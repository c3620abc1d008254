//! Typed repositories over SQLite. All mutations go through here.
//!
//! Thread-safe: one `Mutex<Connection>` shared by the HTTP workers and the
//! background loops. Multi-step writes run inside a single transaction while
//! the mutex is held, which is what makes `claim_due` an at-most-once hand-off.

use std::sync::Mutex;

use chrono::{DateTime, Utc};
use rusqlite::{params, Connection, OptionalExtension};
use tracing::{info, warn};
use uuid::Uuid;

use solis_core::types::{
    CalendarEventStatus, ContentType, ConversationId, ConversationState, FollowUpKind,
    FollowUpStatus, LeadId, MessageDirection, Phone, QualificationStage, SolutionChoice,
    Temperature,
};

use crate::db::init_db;
use crate::error::{Result, StoreError};
use crate::types::*;

pub struct Store {
    conn: Mutex<Connection>,
}

/// Outcome of [`Store::append_message`].
#[derive(Debug, Clone, Copy)]
pub struct AppendResult {
    pub seq: i64,
    /// `false` when the gateway id was already present (webhook replay).
    pub inserted: bool,
}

------------------------------

### YOUR TASK:
Take every line from the data above that holds "Connection" and copy it out.

### OUTPUT:
//! Thread-safe: one `Mutex<Connection>` shared by the HTTP workers and the
use rusqlite::{params, Connection, OptionalExtension};
    conn: Mutex<Connection>,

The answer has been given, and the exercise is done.